Exercise brief:
Every line of the records below that holds the word "Option" should be copied out.

Collected data entries
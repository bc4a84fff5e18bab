use std::sync::Arc;
use std::time::Duration;

use crate::telegram::Messenger;

/// Posts a fixed welcome message to the channel on a fixed cadence.
pub struct Announcer {
    messenger: Arc<dyn Messenger>,
    channel_id: String,
    message: String,
    interval: Duration,
}

impl Announcer {
    pub fn new(
        messenger: Arc<dyn Messenger>,
        channel_id: impl Into<String>,
        message: impl Into<String>,
        interval: Duration,
    ) -> Self {
        Self {
            messenger,
            channel_id: channel_id.into(),
            message: message.into(),
            interval,
        }
    }

    pub async fn run(self) {
        loop {
            match self
                .messenger
                .send_message(&self.channel_id, &self.message)
                .await
            {
                Ok(()) => tracing::info!("Periodic announcement sent to channel"),
                Err(e) => tracing::error!(error = %e, "Failed to send periodic announcement"),
            }
            tokio::time::sleep(self.interval).await;
        }
    }
}
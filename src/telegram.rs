use async_trait::async_trait;
use reqwest::Client;
use serde::{Deserialize, Serialize};
use thiserror::Error;

const TELEGRAM_API_BASE: &str = "https://api.telegram.org";
const PARSE_MODE_HTML: &str = "HTML";

#[derive(Debug, Error)]
pub enum DeliveryError {
    #[error("network error: {0}")]
    Network(#[from] reqwest::Error),

    #[error("telegram rejected the message (code {code}): {description}")]
    Rejected { code: u16, description: String },
}

/// Outbound channel for formatted posts. Injected into the pollers and the
/// announcer so tests can substitute a recording fake.
#[async_trait]
pub trait Messenger: Send + Sync {
    async fn send_message(&self, chat_id: &str, text: &str) -> Result<(), DeliveryError>;
}

#[derive(Debug, Serialize)]
struct SendMessageParams<'a> {
    chat_id: &'a str,
    text: &'a str,
    parse_mode: &'a str,
}

#[derive(Debug, Deserialize)]
struct ApiResponse {
    ok: bool,
    error_code: Option<u16>,
    description: Option<String>,
}

pub struct TelegramClient {
    client: Client,
    token: String,
    dry_run: bool,
}

impl TelegramClient {
    pub fn new(client: Client, token: &str) -> Self {
        Self {
            client,
            token: token.to_string(),
            dry_run: false,
        }
    }

    /// Logs every message instead of sending it.
    pub fn dry_run(client: Client) -> Self {
        Self {
            dry_run: true,
            ..Self::new(client, "")
        }
    }

    fn method_url(&self, method: &str) -> String {
        format!("{TELEGRAM_API_BASE}/bot{}/{method}", self.token)
    }
}

#[async_trait]
impl Messenger for TelegramClient {
    async fn send_message(&self, chat_id: &str, text: &str) -> Result<(), DeliveryError> {
        if self.dry_run {
            tracing::info!(%chat_id, "Mock message:\n{}", text);
            return Ok(());
        }

        let params = SendMessageParams {
            chat_id,
            text,
            parse_mode: PARSE_MODE_HTML,
        };

        let resp = self
            .client
            .post(self.method_url("sendMessage"))
            .json(&params)
            .send()
            .await?;

        let status = resp.status();
        let body = resp.text().await?;
        match serde_json::from_str::<ApiResponse>(&body) {
            Ok(api) if api.ok => Ok(()),
            Ok(api) => Err(DeliveryError::Rejected {
                code: api.error_code.unwrap_or(status.as_u16()),
                description: api.description.unwrap_or_default(),
            }),
            Err(_) => Err(DeliveryError::Rejected {
                code: status.as_u16(),
                description: body,
            }),
        }
    }
}

#[cfg(test)]
pub(crate) mod tests {
    use std::sync::Mutex;

    use super::*;

    /// Records every delivery; fails while `fail_next` is above zero.
    #[derive(Default)]
    pub struct RecordingMessenger {
        pub sent: Mutex<Vec<(String, String)>>,
        pub fail_next: Mutex<usize>,
    }

    impl RecordingMessenger {
        pub fn failing(times: usize) -> Self {
            Self {
                fail_next: Mutex::new(times),
                ..Self::default()
            }
        }

        pub fn texts(&self) -> Vec<String> {
            self.sent
                .lock()
                .unwrap()
                .iter()
                .map(|(_, text)| text.clone())
                .collect()
        }
    }

    #[async_trait]
    impl Messenger for RecordingMessenger {
        async fn send_message(&self, chat_id: &str, text: &str) -> Result<(), DeliveryError> {
            let mut fail_next = self.fail_next.lock().unwrap();
            if *fail_next > 0 {
                *fail_next -= 1;
                return Err(DeliveryError::Rejected {
                    code: 429,
                    description: "Too Many Requests: retry after 5".to_string(),
                });
            }
            self.sent
                .lock()
                .unwrap()
                .push((chat_id.to_string(), text.to_string()));
            Ok(())
        }
    }

    #[test]
    fn test_method_url() {
        let client = TelegramClient::new(Client::new(), "123:abc");
        assert_eq!(
            client.method_url("sendMessage"),
            "https://api.telegram.org/bot123:abc/sendMessage"
        );
    }

    #[test]
    fn test_send_params_use_html_parse_mode() {
        let params = SendMessageParams {
            chat_id: "@channel",
            text: "<b>hi</b>",
            parse_mode: PARSE_MODE_HTML,
        };
        assert_eq!(
            serde_json::to_value(&params).unwrap(),
            serde_json::json!({"chat_id": "@channel", "text": "<b>hi</b>", "parse_mode": "HTML"})
        );
    }

    #[tokio::test]
    async fn test_dry_run_sends_nothing() {
        let client = TelegramClient::dry_run(Client::new());
        client.send_message("@channel", "hello").await.unwrap();
    }
}
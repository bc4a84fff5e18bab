use std::marker::PhantomData;

use serde::{de::DeserializeOwned, Serialize};
use tracing::trace;

/// Decodes the raw entries of a prefix scan into typed pairs.
/// Entries that fail to decode are skipped.
pub struct MapIter<K, V, I>
where
    K: Serialize + DeserializeOwned,
    V: Serialize + DeserializeOwned,
    I: Iterator<Item = (Box<[u8]>, Box<[u8]>)>,
{
    prefix_len: usize,
    iter: I,
    phantom: PhantomData<(K, V)>,
}

impl<K, V, I> MapIter<K, V, I>
where
    K: Serialize + DeserializeOwned,
    V: Serialize + DeserializeOwned,
    I: Iterator<Item = (Box<[u8]>, Box<[u8]>)>,
{
    pub fn new(prefix: &[u8], iter: I) -> Self {
        Self {
            prefix_len: prefix.len(),
            iter,
            phantom: PhantomData,
        }
    }
}

impl<K, V, I> Iterator for MapIter<K, V, I>
where
    K: Serialize + DeserializeOwned,
    V: Serialize + DeserializeOwned,
    I: Iterator<Item = (Box<[u8]>, Box<[u8]>)>,
{
    type Item = (K, V);

    fn next(&mut self) -> Option<Self::Item> {
        loop {
            let (key, value) = self.iter.next()?;

            let key = match bincode::deserialize(&key[self.prefix_len..]) {
                Ok(key) => key,
                Err(e) => {
                    trace!("Store Iter deserialize(key) error: {e}");
                    continue;
                }
            };
            let value = match bincode::deserialize(&value) {
                Ok(value) => value,
                Err(e) => {
                    trace!("Store Iter deserialize(value) error: {e}");
                    continue;
                }
            };

            return Some((key, value));
        }
    }
}
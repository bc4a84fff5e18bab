mod announce;
mod config;
mod constant;
mod dedup;
mod feed;
mod fetcher;
mod format;
mod pipeline;
mod poller;
mod retry;
mod scheduler;
pub mod store;
mod telegram;

use std::sync::Arc;
use std::time::Duration;

use anyhow::Result;

use crate::config::Config;
use crate::constant::*;
use crate::dedup::DedupStore;
use crate::feed::rss::RssFeedReader;
use crate::fetcher::{BrowserlessRenderer, ContentFetcher, Extractor, HttpRenderer, Renderer};
use crate::format::MessageFormatter;
use crate::pipeline::PipelineBuilder;
use crate::retry::RetryPolicy;
use crate::scheduler::SchedulerBuilder;
use crate::store::LocalStore;
use crate::telegram::{Messenger, TelegramClient};

#[tokio::main]
async fn main() -> Result<()> {
    setup_env_and_tracing();

    let config = Config::from_env()?;
    tracing::info!(
        sources = config.feed_sources.len(),
        store = %config.store_path,
        dry_run = config.telegram_dry_run,
        "Configuration loaded"
    );

    let store = RetryPolicy::default()
        .run_sync("open store", || open_local_store(&config.store_path))
        .await?;
    let dedup = Arc::new(DedupStore::new(Arc::new(store)));

    let client = reqwest::Client::builder()
        .timeout(Duration::from_secs(60))
        .build()?;

    let renderer: Arc<dyn Renderer> = match &config.browserless_url {
        Some(url) => {
            tracing::info!(%url, "Rendering pages with browserless");
            Arc::new(BrowserlessRenderer::new(
                client.clone(),
                url,
                config.browserless_token.as_deref(),
                RENDER_TIMEOUT,
            ))
        }
        None => Arc::new(HttpRenderer::new(client.clone(), RENDER_TIMEOUT)),
    };
    let fetcher = ContentFetcher::new(renderer, Extractor::from_selectors(CONTENT_SELECTORS)?);

    let messenger: Arc<dyn Messenger> = if config.telegram_dry_run {
        tracing::warn!("Telegram dry run enabled; messages are only logged");
        Arc::new(TelegramClient::dry_run(client.clone()))
    } else {
        Arc::new(TelegramClient::new(client.clone(), &config.telegram_api_token))
    };

    let pipeline = PipelineBuilder::new(dedup, messenger, &config.telegram_channel_id)
        .with_reader(Arc::new(RssFeedReader::new(client)))
        .with_fetcher(Arc::new(fetcher))
        .with_formatter(MessageFormatter::new(
            MAX_BODY_CHARS,
            &config.source_label,
            &config.read_more_label,
        ))
        .max_per_cycle(MAX_ARTICLES_PER_CYCLE)
        .max_delivery_attempts(config.max_delivery_attempts)
        .build()?;

    SchedulerBuilder::new(pipeline)
        .with_sources(config.feed_sources.clone())
        .with_announcement(config.announce_message.clone(), config.announce_interval)
        .retention_days(config.retention_days)
        .sweep_every(config.retention_sweep_interval)
        .build()
        .run()
        .await
}

#[cfg(feature = "rocks")]
fn open_local_store(path: &str) -> Result<LocalStore> {
    LocalStore::open(path)
}

#[cfg(not(feature = "rocks"))]
fn open_local_store(path: &str) -> Result<LocalStore> {
    tracing::warn!(%path, "Built without the rocks feature; using an in-memory store");
    Ok(LocalStore::new())
}

pub fn setup_env_and_tracing() {
    dotenv::dotenv().ok();
    let filter = tracing_subscriber::EnvFilter::try_from_default_env()
        .unwrap_or_else(|_| tracing_subscriber::EnvFilter::new("info"));
    let _ = tracing_subscriber::fmt().with_env_filter(filter).try_init();
}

Exercise response:
    error_code: Option<u16>,
    description: Option<String>,
    fn next(&mut self) -> Option<Self::Item> {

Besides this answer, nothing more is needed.